= TASK =
Nothing but the lines from the start of the records through the line that contains "ON CONFLICT(channel_id, user_id)" is to be copied, and each is to be copied exactly.
──────── DATASET RECORDS ────────
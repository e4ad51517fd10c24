use anyhow::{Result, anyhow};
use rusqlite::{Connection, OptionalExtension, params};

use tombstone_types::ids::new_id;
use tombstone_types::models::{FileInfo, Post, Reaction, User, now_millis};

use crate::Database;
use crate::models::{ChannelMemberRow, PostRow, encode_post_columns};

/// Result of a compare-and-set post update.
#[derive(Debug)]
pub enum UpdateOutcome {
    Updated(Post),
    /// The stored revision no longer matches the submitted `update_at`.
    Conflict,
    NotFound,
}

const POST_COLUMNS: &str = "p.id, p.channel_id, p.user_id, p.root_id, p.original_id, p.message,
     p.message_source, p.file_ids, p.props, p.create_at, p.update_at, p.edit_at, p.delete_at,
     (SELECT COUNT(*) FROM posts r WHERE r.root_id = p.id AND r.delete_at = 0)";

impl Database {
    // -- Users --

    pub fn create_user(&self, user: &User) -> Result<()> {
        self.with_conn(|conn| {
            conn.execute(
                "INSERT INTO users (id, username, is_system_admin, create_at) VALUES (?1, ?2, ?3, ?4)",
                params![user.id, user.username, user.is_system_admin, user.create_at],
            )?;
            Ok(())
        })
    }

    pub fn get_user(&self, id: &str) -> Result<Option<User>> {
        self.with_conn(|conn| query_user(conn, "id", id))
    }

    pub fn get_user_by_username(&self, username: &str) -> Result<Option<User>> {
        self.with_conn(|conn| query_user(conn, "username", username))
    }

    // -- Channels --

    pub fn add_channel_member(&self, channel_id: &str, user_id: &str, is_admin: bool) -> Result<()> {
        self.with_conn(|conn| {
            conn.execute(
                "INSERT INTO channel_members (channel_id, user_id, is_admin) VALUES (?1, ?2, ?3)
                 ON CONFLICT(channel_id, user_id) DO UPDATE SET is_admin = excluded.is_admin",
                params![channel_id, user_id, is_admin],
            )?;
            Ok(())
        })
    }

    pub fn get_channel_member(&self, channel_id: &str, user_id: &str) -> Result<Option<ChannelMemberRow>> {
        self.with_conn(|conn| {
            let row = conn
                .query_row(
                    "SELECT channel_id, user_id, is_admin FROM channel_members
                     WHERE channel_id = ?1 AND user_id = ?2",
                    [channel_id, user_id],
                    |row| {
                        Ok(ChannelMemberRow {
                            channel_id: row.get(0)?,
                            user_id: row.get(1)?,
                            is_admin: row.get(2)?,
                        })
                    },
                )
                .optional()?;
            Ok(row)
        })
    }

    // -- Posts --

    pub fn insert_post(&self, post: &Post) -> Result<()> {
        let (file_ids, props) = encode_post_columns(post)?;
        self.with_conn(|conn| {
            conn.execute(
                "INSERT INTO posts (id, channel_id, user_id, root_id, original_id, message, message_source,
                                    file_ids, props, create_at, update_at, edit_at, delete_at)
                 VALUES (?1, ?2, ?3, ?4, ?5, ?6, ?7, ?8, ?9, ?10, ?11, ?12, ?13)",
                params![
                    post.id,
                    post.channel_id,
                    post.user_id,
                    post.root_id,
                    post.original_id,
                    post.message,
                    post.message_source,
                    file_ids,
                    props,
                    post.create_at,
                    post.update_at,
                    post.edit_at,
                    post.delete_at,
                ],
            )?;
            Ok(())
        })
    }

    pub fn get_post(&self, id: &str) -> Result<Option<Post>> {
        self.with_conn(|conn| query_post(conn, id)?.map(PostRow::into_post).transpose())
    }

    /// Replace a live post with a new revision.
    ///
    /// The prior revision is archived under a fresh id with `delete_at` set,
    /// and the live post's `original_id` points at it. Commits only if the
    /// stored `update_at` still equals `post.update_at`.
    pub fn update_post(&self, post: &Post) -> Result<UpdateOutcome> {
        let (file_ids, props) = encode_post_columns(post)?;

        self.with_conn_mut(|conn| {
            let tx = conn.transaction()?;

            let current = match query_post(&tx, &post.id)? {
                Some(row) if row.delete_at == 0 => row,
                _ => return Ok(UpdateOutcome::NotFound),
            };
            if current.update_at != post.update_at {
                return Ok(UpdateOutcome::Conflict);
            }

            let now = now_millis();
            let archive_id = new_id();
            tx.execute(
                "INSERT INTO posts (id, channel_id, user_id, root_id, original_id, message, message_source,
                                    file_ids, props, create_at, update_at, edit_at, delete_at)
                 SELECT ?2, channel_id, user_id, root_id, original_id, message, message_source,
                        file_ids, props, create_at, update_at, edit_at, ?3
                 FROM posts WHERE id = ?1",
                params![post.id, archive_id, now],
            )?;

            // update_at must move even when two revisions land in the same millisecond
            let update_at = now.max(current.update_at + 1);
            tx.execute(
                "UPDATE posts
                 SET message = ?2, message_source = ?3, file_ids = ?4, props = ?5,
                     original_id = ?6, edit_at = ?7, update_at = ?8
                 WHERE id = ?1",
                params![post.id, post.message, post.message_source, file_ids, props, archive_id, now, update_at],
            )?;

            let updated = query_post(&tx, &post.id)?
                .ok_or_else(|| anyhow!("Post vanished during update: {}", post.id))?
                .into_post()?;
            tx.commit()?;

            Ok(UpdateOutcome::Updated(updated))
        })
    }

    // -- Reactions --

    /// Store a reaction. Returns false if the same user already reacted to
    /// the post with the same emoji.
    pub fn save_reaction(&self, reaction: &Reaction) -> Result<bool> {
        self.with_conn(|conn| {
            let inserted = conn.execute(
                "INSERT OR IGNORE INTO reactions (user_id, post_id, emoji_name, create_at)
                 VALUES (?1, ?2, ?3, ?4)",
                params![reaction.user_id, reaction.post_id, reaction.emoji_name, reaction.create_at],
            )?;
            Ok(inserted > 0)
        })
    }

    /// Delete a reaction. Returns false if it did not exist.
    pub fn delete_reaction(&self, user_id: &str, post_id: &str, emoji_name: &str) -> Result<bool> {
        self.with_conn(|conn| {
            let deleted = conn.execute(
                "DELETE FROM reactions WHERE user_id = ?1 AND post_id = ?2 AND emoji_name = ?3",
                [user_id, post_id, emoji_name],
            )?;
            Ok(deleted > 0)
        })
    }

    pub fn get_reactions(&self, post_id: &str) -> Result<Vec<Reaction>> {
        self.with_conn(|conn| {
            let mut stmt = conn.prepare(
                "SELECT user_id, post_id, emoji_name, create_at FROM reactions
                 WHERE post_id = ?1 ORDER BY create_at",
            )?;
            let rows = stmt
                .query_map([post_id], |row| {
                    Ok(Reaction {
                        user_id: row.get(0)?,
                        post_id: row.get(1)?,
                        emoji_name: row.get(2)?,
                        create_at: row.get(3)?,
                    })
                })?
                .collect::<std::result::Result<Vec<_>, _>>()?;
            Ok(rows)
        })
    }

    // -- Files --

    pub fn insert_file(&self, file: &FileInfo) -> Result<()> {
        self.with_conn(|conn| {
            conn.execute(
                "INSERT INTO file_infos (id, post_id, channel_id, creator_id, name, create_at)
                 VALUES (?1, ?2, ?3, ?4, ?5, ?6)",
                params![file.id, file.post_id, file.channel_id, file.creator_id, file.name, file.create_at],
            )?;
            Ok(())
        })
    }

    pub fn get_file(&self, id: &str) -> Result<Option<FileInfo>> {
        self.with_conn(|conn| {
            let row = conn
                .query_row(
                    "SELECT id, post_id, channel_id, creator_id, name, create_at FROM file_infos WHERE id = ?1",
                    [id],
                    |row| {
                        Ok(FileInfo {
                            id: row.get(0)?,
                            post_id: row.get(1)?,
                            channel_id: row.get(2)?,
                            creator_id: row.get(3)?,
                            name: row.get(4)?,
                            create_at: row.get(5)?,
                        })
                    },
                )
                .optional()?;
            Ok(row)
        })
    }
}

fn query_user(conn: &Connection, column: &str, value: &str) -> Result<Option<User>> {
    let sql = format!(
        "SELECT id, username, is_system_admin, create_at FROM users WHERE {} = ?1",
        column
    );
    let row = conn
        .query_row(&sql, [value], |row| {
            Ok(User {
                id: row.get(0)?,
                username: row.get(1)?,
                is_system_admin: row.get(2)?,
                create_at: row.get(3)?,
            })
        })
        .optional()?;

    Ok(row)
}

fn query_post(conn: &Connection, id: &str) -> Result<Option<PostRow>> {
    let sql = format!("SELECT {} FROM posts p WHERE p.id = ?1", POST_COLUMNS);
    let row = conn
        .query_row(&sql, [id], |row| {
            Ok(PostRow {
                id: row.get(0)?,
                channel_id: row.get(1)?,
                user_id: row.get(2)?,
                root_id: row.get(3)?,
                original_id: row.get(4)?,
                message: row.get(5)?,
                message_source: row.get(6)?,
                file_ids: row.get(7)?,
                props: row.get(8)?,
                create_at: row.get(9)?,
                update_at: row.get(10)?,
                edit_at: row.get(11)?,
                delete_at: row.get(12)?,
                reply_count: row.get(13)?,
            })
        })
        .optional()?;

    Ok(row)
}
────────
= PROBLEM SOLUTION =
repository e4ad51517fd10c24
use anyhow::{Result, anyhow};
use rusqlite::{Connection, OptionalExtension, params};

use tombstone_types::ids::new_id;
use tombstone_types::models::{FileInfo, Post, Reaction, User, now_millis};

use crate::Database;
use crate::models::{ChannelMemberRow, PostRow, encode_post_columns};

/// Result of a compare-and-set post update.
#[derive(Debug)]
pub enum UpdateOutcome {
    Updated(Post),
    /// The stored revision no longer matches the submitted `update_at`.
    Conflict,
    NotFound,
}

const POST_COLUMNS: &str = "p.id, p.channel_id, p.user_id, p.root_id, p.original_id, p.message,
     p.message_source, p.file_ids, p.props, p.create_at, p.update_at, p.edit_at, p.delete_at,
     (SELECT COUNT(*) FROM posts r WHERE r.root_id = p.id AND r.delete_at = 0)";

impl Database {
    // -- Users --

    pub fn create_user(&self, user: &User) -> Result<()> {
        self.with_conn(|conn| {
            conn.execute(
                "INSERT INTO users (id, username, is_system_admin, create_at) VALUES (?1, ?2, ?3, ?4)",
                params![user.id, user.username, user.is_system_admin, user.create_at],
            )?;
            Ok(())
        })
    }

    pub fn get_user(&self, id: &str) -> Result<Option<User>> {
        self.with_conn(|conn| query_user(conn, "id", id))
    }

    pub fn get_user_by_username(&self, username: &str) -> Result<Option<User>> {
        self.with_conn(|conn| query_user(conn, "username", username))
    }

    // -- Channels --

    pub fn add_channel_member(&self, channel_id: &str, user_id: &str, is_admin: bool) -> Result<()> {
        self.with_conn(|conn| {
            conn.execute(
                "INSERT INTO channel_members (channel_id, user_id, is_admin) VALUES (?1, ?2, ?3)
                 ON CONFLICT(channel_id, user_id) DO UPDATE SET is_admin = excluded.is_admin",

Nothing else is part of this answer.